O país real é o das caixas dos comentários?
Há um claro decalcar da conversa de café para as redes sociais. Gente que sem noções básicas de literacia digital criou contas no Facebook, Instagram ou Twitter e usa-as em verdadeira roda livre.

Recordo-me de ser menino e ficar fascinado com as conversas dos mais velhos. Adorava estar em tascas e cafés e ouvir tudo aquilo que tinham para dizer. Fosse qual fosse o assunto que surgisse na televisão, ou que chamasse mais a atenção nas páginas dos jornais, todos davam a sua opinião. Da política, à economia, passando pelo desporto.
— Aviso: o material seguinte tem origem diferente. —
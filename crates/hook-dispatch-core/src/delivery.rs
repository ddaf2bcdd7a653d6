//! Inbound webhook deliveries.
//!
//! A [`Delivery`] is built once the request headers have been extracted and the
//! signature checked. Only `action` and `installation.id` are read from the
//! payload; handlers decode the rest themselves from [`Delivery::raw_payload`].

use std::collections::HashMap;

use bytes::Bytes;
use chrono::{DateTime, Utc};
use serde::{Deserialize, Deserializer, Serialize, Serializer};

use crate::auth::InstallationId;
use crate::{DeliveryId, ValidationError};

pub const DELIVERY_HEADER: &str = "X-GitHub-Delivery";
pub const EVENT_HEADER: &str = "X-GitHub-Event";
pub const SIGNATURE_HEADER: &str = "X-Hub-Signature-256";

// Raw payloads are stored base64 encoded so that the persisted JSON stays compact.
mod payload_serde {
    use super::*;
    use base64::engine::general_purpose::STANDARD;
    use base64::Engine as _;

    pub fn serialize<S>(bytes: &Bytes, serializer: S) -> Result<S::Ok, S::Error>
    where
        S: Serializer,
    {
        serializer.serialize_str(&STANDARD.encode(bytes))
    }

    pub fn deserialize<'de, D>(deserializer: D) -> Result<Bytes, D::Error>
    where
        D: Deserializer<'de>,
    {
        let encoded = String::deserialize(deserializer)?;
        STANDARD
            .decode(encoded)
            .map(Bytes::from)
            .map_err(serde::de::Error::custom)
    }
}

/// The three GitHub headers every delivery must carry.
#[derive(Debug, Clone, PartialEq, Eq)]
pub struct DeliveryHeaders {
    pub delivery_id: DeliveryId,
    pub event_name: String,
    pub signature: String,
}

impl DeliveryHeaders {
    /// Extract the GitHub headers. Header names are matched case-insensitively.
    pub fn from_http_headers(headers: &HashMap<String, String>) -> Result<Self, ValidationError> {
        let delivery_id = DeliveryId::new(required_header(headers, DELIVERY_HEADER)?)?;
        let event_name = required_header(headers, EVENT_HEADER)?.to_string();
        let signature = required_header(headers, SIGNATURE_HEADER)?.to_string();

        Ok(Self {
            delivery_id,
            event_name,
            signature,
        })
    }
}

fn required_header<'a>(
    headers: &'a HashMap<String, String>,
    name: &str,
) -> Result<&'a str, ValidationError> {
    headers
        .iter()
        .find(|(key, _)| key.eq_ignore_ascii_case(name))
        .map(|(_, value)| value.trim())
        .filter(|value| !value.is_empty())
        .ok_or_else(|| ValidationError::Required {
            field: name.to_string(),
        })
}

#[derive(Debug, Deserialize)]
struct InstallationRef {
    id: u64,
}

/// The only payload fields the pipeline itself looks at.
#[derive(Debug, Deserialize)]
struct PayloadProbe {
    #[serde(default)]
    action: Option<String>,
    #[serde(default)]
    installation: Option<InstallationRef>,
}

/// A verified webhook delivery.
#[derive(Debug, Clone, PartialEq, Eq, Serialize, Deserialize)]
pub struct Delivery {
    pub id: DeliveryId,
    pub event_name: String,
    pub action: Option<String>,
    pub installation_id: Option<InstallationId>,
    pub received_at: DateTime<Utc>,
    pub signature: String,
    #[serde(with = "payload_serde")]
    pub raw_payload: Bytes,
}

impl Delivery {
    /// Build a delivery from verified headers and the exact request body.
    ///
    /// # Errors
    ///
    /// Returns `ValidationError::InvalidFormat` when the body is not a JSON
    /// object, or when `action` or `installation.id` have the wrong type.
    pub fn from_parts(
        headers: DeliveryHeaders,
        raw_payload: Bytes,
        received_at: DateTime<Utc>,
    ) -> Result<Self, ValidationError> {
        let fields = parse_payload(&raw_payload)?;

        Ok(Self {
            id: headers.delivery_id,
            event_name: headers.event_name,
            action: fields.action,
            installation_id: fields.installation.map(|i| InstallationId::new(i.id)),
            received_at,
            signature: headers.signature,
            raw_payload,
        })
    }

    /// Decode the full payload into a handler-specific type.
    pub fn payload<T: for<'de> Deserialize<'de>>(&self) -> Result<T, serde_json::Error> {
        serde_json::from_slice(&self.raw_payload)
    }

    /// `event.action` or just `event` for action-less events.
    pub fn event_label(&self) -> String {
        match &self.action {
            Some(action) => format!("{}.{}", self.event_name, action),
            None => self.event_name.clone(),
        }
    }
}

fn parse_payload(raw_payload: &[u8]) -> Result<PayloadProbe, ValidationError> {
    // serde would happily read a struct out of a JSON array
    let first = raw_payload
        .iter()
        .find(|b| !b.is_ascii_whitespace())
        .copied();
    if first != Some(b'{') {
        return Err(ValidationError::InvalidFormat {
            field: "payload".to_string(),
            message: "must be a JSON object".to_string(),
        });
    }

    serde_json::from_slice(raw_payload).map_err(|e| ValidationError::InvalidFormat {
        field: "payload".to_string(),
        message: e.to_string(),
    })
}

#[cfg(test)]
#[path = "delivery_tests.rs"]
mod tests;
Era um rol de especialistas em várias áreas.
Aquelas conversas, as opiniões que davam como verdades absolutas, acabavam por não sair de uma roda de amigos. À distância que a roda do tempo vai marcando percebi que muitas daquelas opiniões eram grandes disparates, coisas ditas sem nexo e, algumas, até irónicas só para animar as tertúlias de ocasião. No fundo, todos percebiam de tudo sem perceberam grande coisa do que estavam a dizer.
Mas os tempos mudaram.
Essas opiniões continuam a ser disparatadas, sem grandes fundamentos, mas são agora vertidas para um teclado que, num ápice, as colocam à disposição do mundo e não as cercam em quatro paredes.
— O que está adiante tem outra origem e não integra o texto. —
use super::*;

fn headers(pairs: &[(&str, &str)]) -> HashMap<String, String> {
    pairs
        .iter()
        .map(|(k, v)| (k.to_string(), v.to_string()))
        .collect()
}

fn valid_headers() -> DeliveryHeaders {
    DeliveryHeaders {
        delivery_id: DeliveryId::new("d-1").unwrap(),
        event_name: "issues".to_string(),
        signature: "sha256=00".to_string(),
    }
}

#[test]
fn test_headers_are_matched_case_insensitively() {
    let parsed = DeliveryHeaders::from_http_headers(&headers(&[
        ("x-github-delivery", "72d3162e-cc78-11e3-81ab-4c9367dc0958"),
        ("X-GITHUB-EVENT", "pull_request"),
        ("X-Hub-Signature-256", "sha256=abc"),
    ]))
    .unwrap();

    assert_eq!(parsed.delivery_id.as_str(), "72d3162e-cc78-11e3-81ab-4c9367dc0958");
    assert_eq!(parsed.event_name, "pull_request");
    assert_eq!(parsed.signature, "sha256=abc");
}

#[test]
fn test_missing_or_empty_headers_are_rejected() {
    let missing_signature = DeliveryHeaders::from_http_headers(&headers(&[
        ("x-github-delivery", "d-1"),
        ("x-github-event", "ping"),
    ]));
    assert_eq!(
        missing_signature,
        Err(ValidationError::Required {
            field: SIGNATURE_HEADER.to_string()
        })
    );

    let empty_event = DeliveryHeaders::from_http_headers(&headers(&[
        ("x-github-delivery", "d-1"),
        ("x-github-event", "  "),
        ("x-hub-signature-256", "sha256=abc"),
    ]));
    assert!(matches!(empty_event, Err(ValidationError::Required { .. })));

    let bad_id = DeliveryHeaders::from_http_headers(&headers(&[
        ("x-github-delivery", "../../etc"),
        ("x-github-event", "push"),
        ("x-hub-signature-256", "sha256=abc"),
    ]));
    assert!(matches!(
        bad_id,
        Err(ValidationError::InvalidCharacters { .. })
    ));
}

#[test]
fn test_delivery_reads_action_and_installation() {
    let body = Bytes::from_static(br#"{"action":"opened","installation":{"id":42},"issue":{}}"#);
    let delivery = Delivery::from_parts(valid_headers(), body.clone(), Utc::now()).unwrap();

    assert_eq!(delivery.action.as_deref(), Some("opened"));
    assert_eq!(delivery.installation_id, Some(InstallationId::new(42)));
    assert_eq!(delivery.raw_payload, body);
    assert_eq!(delivery.event_label(), "issues.opened");
}

#[test]
fn test_delivery_without_action_or_installation() {
    let body = Bytes::from_static(br#"{"zen":"Keep it logically awesome."}"#);
    let delivery = Delivery::from_parts(valid_headers(), body, Utc::now()).unwrap();

    assert_eq!(delivery.action, None);
    assert_eq!(delivery.installation_id, None);
    assert_eq!(delivery.event_label(), "issues");
}

#[test]
fn test_non_object_payloads_are_rejected() {
    for body in [&b"[1,2]"[..], b"\"text\"", b"", b"{not json", b"42"] {
        let result = Delivery::from_parts(valid_headers(), Bytes::copy_from_slice(body), Utc::now());
        assert!(
            matches!(result, Err(ValidationError::InvalidFormat { .. })),
            "accepted {:?}",
            String::from_utf8_lossy(body)
        );
    }
}

#[test]
fn test_delivery_serde_keeps_raw_bytes_exact() {
    let body = Bytes::from_static(b"{ \"action\" : \"closed\" ,\n \"x\":1 }");
    let delivery = Delivery::from_parts(valid_headers(), body.clone(), Utc::now()).unwrap();

    let json = serde_json::to_string(&delivery).unwrap();
    let restored: Delivery = serde_json::from_str(&json).unwrap();

    assert_eq!(restored.raw_payload, body);
    assert_eq!(restored, delivery);
}

#[test]
fn test_payload_decodes_into_handler_type() {
    #[derive(Deserialize)]
    struct Issue {
        number: u64,
    }
    #[derive(Deserialize)]
    struct IssuesEvent {
        issue: Issue,
    }

    let body = Bytes::from_static(br#"{"action":"opened","issue":{"number":5}}"#);
    let delivery = Delivery::from_parts(valid_headers(), body, Utc::now()).unwrap();

    let event: IssuesEvent = delivery.payload().unwrap();
    assert_eq!(event.issue.number, 5);
}
//! Tests for [`ServiceConfig`] defaults, validation and layered loading.

use super::*;
use hook_dispatch_core::DispatchFailurePolicy;
use serial_test::serial;
use std::io::Write;

fn valid_config() -> ServiceConfig {
    let mut config = ServiceConfig::default();
    config.github.webhook_secret = "secret".to_string();
    config
}

// ============================================================================
// Defaults
// ============================================================================

#[test]
fn test_defaults_match_documented_values() {
    let config = ServiceConfig::default();

    assert_eq!(config.server.port, 8080);
    assert_eq!(config.idempotency.ttl_seconds, 24 * 60 * 60);
    assert_eq!(config.tokens.refresh_margin_seconds, 60);
    assert_eq!(config.dispatch.failure_policy, DispatchFailurePolicy::AnyHandlerFailed);
    assert_eq!(config.retry.max_attempts, 5);
    assert_eq!(config.retry.store, RetryStoreKind::Memory);
    assert!(!config.logging.json_format);
}

#[test]
fn test_retry_policy_conversion() {
    let mut config = valid_config();
    config.retry.base_delay_ms = 250;
    config.retry.max_delay_ms = 4_000;
    config.retry.multiplier = 3.0;

    let policy = config.retry.policy();

    assert_eq!(policy.base_delay, Duration::from_millis(250));
    assert_eq!(policy.backoff(2), Duration::from_millis(2_250));
    assert_eq!(policy.backoff(3), Duration::from_millis(4_000));
}

#[test]
fn test_debug_redacts_webhook_secret() {
    let config = valid_config();

    let debug = format!("{:?}", config);

    assert!(debug.contains("<REDACTED>"));
    assert!(!debug.contains("\"secret\""));
}

#[test]
fn test_serialization_omits_webhook_secret() {
    let config = valid_config();

    let yaml = serde_yaml::to_string(&config).unwrap();

    assert!(!yaml.contains("webhook_secret"));
}

// ============================================================================
// Validation
// ============================================================================

#[test]
fn test_valid_config_passes() {
    assert!(valid_config().validate().is_ok());
}

#[test]
fn test_empty_webhook_secret_is_rejected() {
    let err = ServiceConfig::default().validate().unwrap_err();

    assert!(
        matches!(err, ConfigError::Missing { ref key } if key == "github.webhook_secret"),
        "unexpected error: {:?}",
        err
    );
}

#[test]
fn test_zero_port_is_rejected() {
    let mut config = valid_config();
    config.server.port = 0;

    assert!(matches!(config.validate(), Err(ConfigError::Invalid { .. })));
}

#[test]
fn test_zero_max_attempts_is_rejected() {
    let mut config = valid_config();
    config.retry.max_attempts = 0;

    assert!(matches!(config.validate(), Err(ConfigError::Invalid { .. })));
}

#[test]
fn test_base_delay_above_max_delay_is_rejected() {
    let mut config = valid_config();
    config.retry.base_delay_ms = 10_000;
    config.retry.max_delay_ms = 1_000;

    assert!(matches!(config.validate(), Err(ConfigError::Invalid { .. })));
}

#[test]
fn test_multiplier_below_one_is_rejected() {
    let mut config = valid_config();
    config.retry.multiplier = 0.5;
    assert!(config.validate().is_err());

    config.retry.multiplier = f64::NAN;
    assert!(config.validate().is_err());
}

#[test]
fn test_partial_app_credentials_are_rejected() {
    let mut config = valid_config();
    config.github.app_id = Some(42);

    assert!(matches!(
        config.validate(),
        Err(ConfigError::Missing { ref key }) if key == "github.private_key_path"
    ));
}

#[test]
fn test_filesystem_store_requires_path() {
    let mut config = valid_config();
    config.retry.store = RetryStoreKind::Filesystem;

    assert!(matches!(config.validate(), Err(ConfigError::Missing { .. })));
}

#[test]
fn test_dispatch_timeout_must_fit_request_timeout() {
    let mut config = valid_config();
    config.server.request_timeout_seconds = 5;
    config.dispatch.timeout_seconds = 8;

    assert!(config.validate().is_err());
}

#[test]
fn test_invalid_api_url_is_rejected() {
    let mut config = valid_config();
    config.github.api_url = "not a url".to_string();

    assert!(config.validate().is_err());
}

// ============================================================================
// Loading
// ============================================================================

#[test]
fn test_example_file_deserializes() {
    let yaml = include_str!("../config/service.example.yaml");

    let config: ServiceConfig = serde_yaml::from_str(yaml).unwrap();

    assert_eq!(config.github.app_id, Some(123456));
    assert_eq!(config.retry.store, RetryStoreKind::Filesystem);
    assert!(config.logging.json_format);
    assert!(config.validate().is_ok());
}

#[test]
fn test_partial_section_keeps_other_defaults() {
    let config: ServiceConfig =
        serde_yaml::from_str("retry:\n  max_attempts: 2\ndispatch:\n  failure_policy: all_failed\n")
            .unwrap();

    assert_eq!(config.retry.max_attempts, 2);
    assert_eq!(config.retry.batch_size, RetryConfig::default().batch_size);
    assert_eq!(
        config.dispatch.failure_policy,
        DispatchFailurePolicy::AllHandlersFailed
    );
}

#[test]
#[serial]
fn test_load_layers_explicit_file_and_environment() {
    let mut file = tempfile::Builder::new().suffix(".yaml").tempfile().unwrap();
    writeln!(
        file,
        "server:\n  port: 9000\ngithub:\n  webhook_secret: from-file\nretry:\n  max_attempts: 7"
    )
    .unwrap();

    std::env::set_var(CONFIG_FILE_ENV, file.path());
    std::env::set_var("HD__SERVER__PORT", "9090");
    let loaded = ServiceConfig::load();
    std::env::remove_var(CONFIG_FILE_ENV);
    std::env::remove_var("HD__SERVER__PORT");

    let config = loaded.unwrap();
    assert_eq!(config.server.port, 9090);
    assert_eq!(config.github.webhook_secret, "from-file");
    assert_eq!(config.retry.max_attempts, 7);
}

#[test]
#[serial]
fn test_missing_explicit_file_is_an_error() {
    std::env::set_var(CONFIG_FILE_ENV, "/nonexistent/hook-dispatch.yaml");
    let loaded = ServiceConfig::load();
    std::env::remove_var(CONFIG_FILE_ENV);

    assert!(matches!(loaded, Err(ConfigError::Load(_))));
}
//! # In-Memory Idempotency Store
//!
//! Process-local [`IdempotencyStore`]. Admission state is lost on restart, so
//! a redelivery that arrives after a restart is dispatched again.

use std::collections::{BTreeSet, HashMap};
use std::sync::Mutex;

use async_trait::async_trait;
use chrono::{DateTime, Duration, Utc};

use crate::idempotency::{IdempotencyError, IdempotencyRecord, IdempotencyStore};

/// Map of admitted keys guarded by a single mutex.
///
/// Check and insert happen under one lock acquisition, which makes
/// [`try_admit`](IdempotencyStore::try_admit) atomic. Records are also indexed
/// by expiry so that each admission only visits the records that have expired.
#[derive(Debug, Default)]
pub struct InMemoryIdempotencyStore {
    state: Mutex<State>,
}

#[derive(Debug, Default)]
struct State {
    records: HashMap<String, IdempotencyRecord>,
    expiries: BTreeSet<(DateTime<Utc>, String)>,
}

impl State {
    fn prune(&mut self, now: DateTime<Utc>) -> usize {
        let mut removed = 0;
        while let Some((expires_at, _)) = self.expiries.first() {
            if *expires_at > now {
                break;
            }
            if let Some((_, key)) = self.expiries.pop_first() {
                self.records.remove(&key);
                removed += 1;
            }
        }
        removed
    }

    fn remove(&mut self, key: &str) {
        if let Some(record) = self.records.remove(key) {
            self.expiries.remove(&(record.expires_at(), record.key));
        }
    }
}

impl InMemoryIdempotencyStore {
    pub fn new() -> Self {
        Self::default()
    }

    /// Drop every record that has expired at `now`. Returns how many were removed.
    pub fn prune_expired(&self, now: DateTime<Utc>) -> Result<usize, IdempotencyError> {
        let mut state = self.state.lock().map_err(|_| lock_poisoned())?;
        Ok(state.prune(now))
    }

    pub fn len(&self) -> usize {
        self.state.lock().map(|s| s.records.len()).unwrap_or(0)
    }

    pub fn is_empty(&self) -> bool {
        self.len() == 0
    }
}

fn lock_poisoned() -> IdempotencyError {
    IdempotencyError::StoreUnavailable {
        message: "idempotency store lock poisoned".to_string(),
    }
}

#[async_trait]
impl IdempotencyStore for InMemoryIdempotencyStore {
    async fn try_admit(
        &self,
        key: &str,
        ttl: Duration,
        now: DateTime<Utc>,
    ) -> Result<bool, IdempotencyError> {
        let mut state = self.state.lock().map_err(|_| lock_poisoned())?;
        state.prune(now);

        // Pruning already dropped every record that is expired at `now`
        if state.records.contains_key(key) {
            return Ok(false);
        }

        let record = IdempotencyRecord {
            key: key.to_string(),
            first_seen_at: now,
            ttl,
        };
        state.expiries.insert((record.expires_at(), key.to_string()));
        state.records.insert(key.to_string(), record);
        Ok(true)
    }

    async fn release(&self, key: &str) -> Result<(), IdempotencyError> {
        let mut state = self.state.lock().map_err(|_| lock_poisoned())?;
        state.remove(key);
        Ok(())
    }
}

#[cfg(test)]
#[path = "memory_idempotency_tests.rs"]
mod tests;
Um chorrilho de disparates, de desabafos muitos deles ofensivos, com vernáculo e com uma escrita que faria corar de vergonha a professara da primária. Há um claro decalcar da conversa de café para as redes sociais digitais.
Gente que sem ter noções básicas de literacia digital se viu perante a possibilidade de criar contas no Facebook, no Instagram ou no Twitter e usá-las em verdadeira roda livre.
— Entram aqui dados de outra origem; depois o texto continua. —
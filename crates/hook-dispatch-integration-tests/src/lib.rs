//! End-to-end tests for hook-dispatch live under `tests/`.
Quem fizer o exercício de diariamente observar as caixas de comentários das notícias dos principais jornais do país ficará, por certo, atónito com o baixo nível que o debate atinge. Pessoas que não conseguem formar uma frase mas que apontam o dedo e lançam pedras sobre qualquer personalidade ou tema que esteja na ordem do dia. Fica-se com a convicção de que são pessoas de alguma forma frustradas que descarregam a sua bílis no teclado e que escrevem sem o mínimo de reflexão.
A dúvida que me assola nesses momentos é pertinente e, acredito, não terá resposta fácil. Essa tormenta de comentários é o reflexo do país real ou representa apenas uns milhares que se dedicam a comentar tudo o que aparece nas redes sociais? Eu gostaria de acreditar que esta postura irascível, pouco tolerante, extremista, malcriada e pouco informada será de uma minoria mas temo que represente mesmo o nosso país real.